8.2 Late Pregnancy Bleeding Flashcards
What are the causes of late pregnancy bleeding?
- Pregnancy specific: Placenta praevia, placental abruption, vasa praevia, uterine rupture, morbidly adherent placenta, excessive show (non-pathological)
- Unrelated: Cervical lesions (polyps/ectropion), trauma to genital tract (e.g. lacerations), lower genital tract infections, genital tract malignancies
what is the definition of late pregnancy bleeding?
Late pregnancy bleeding is defined as bleeding from the genital tract > 24 weeks gestation until delivery (antepartum haemorrhage/APH)
what are maternal complications of late pregnancy bleeding?
PPH, anaemia, infection, maternal shock, renal tubular necrosis, consumptive coagulopathy, prolonged hospital stay, psychological sequelae, complications of blood transfusion
what are foetal complications of late foetal bleeding?
Foetal anaemia & hypoxia, SGA/IUGR, prematurity (iatrogenic/spontaneous), hypoxic ischaemic encephalopathy, foetal death
What is the definition of placenta praevia>
Placenta praevia is defined as partial or full insertion of the placenta into the lower uterine segment (LUS)
what is considered Grade I placenta praevia minor?
Placenta encroaches LUS but does not reach cervical os
what is considered Grade II placenta praevia minor?

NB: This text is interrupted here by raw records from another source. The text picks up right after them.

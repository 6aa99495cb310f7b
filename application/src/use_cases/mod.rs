//! Use cases
//!
//! Application-level operations that orchestrate domain logic.

pub mod ai_gateway;
pub mod run_turn;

Placenta reaches cervical os but does not cover it
what is considered Grade III placenta praevia major?
Placenta covers part of the cervical os
what is considered Grade IV placenta praevia major?
Placenta completely covers cervical os
which part of the uterus is considered the lower uterine segment?
part of the uterus below the vesicouterine fold of peritoneum (need to open it and push down the bladder to visualise LUS in C-sections)
what is the clinical presentation of placenta praevia?
Placenta praevia presents with bright red, painless, recurrent vaginal bleeding occurring usually near the end of the 2nd trimester (or later):
• Sentinel bleed (first bleeding) is rarely so profuse as to cause death (ceases → recurs)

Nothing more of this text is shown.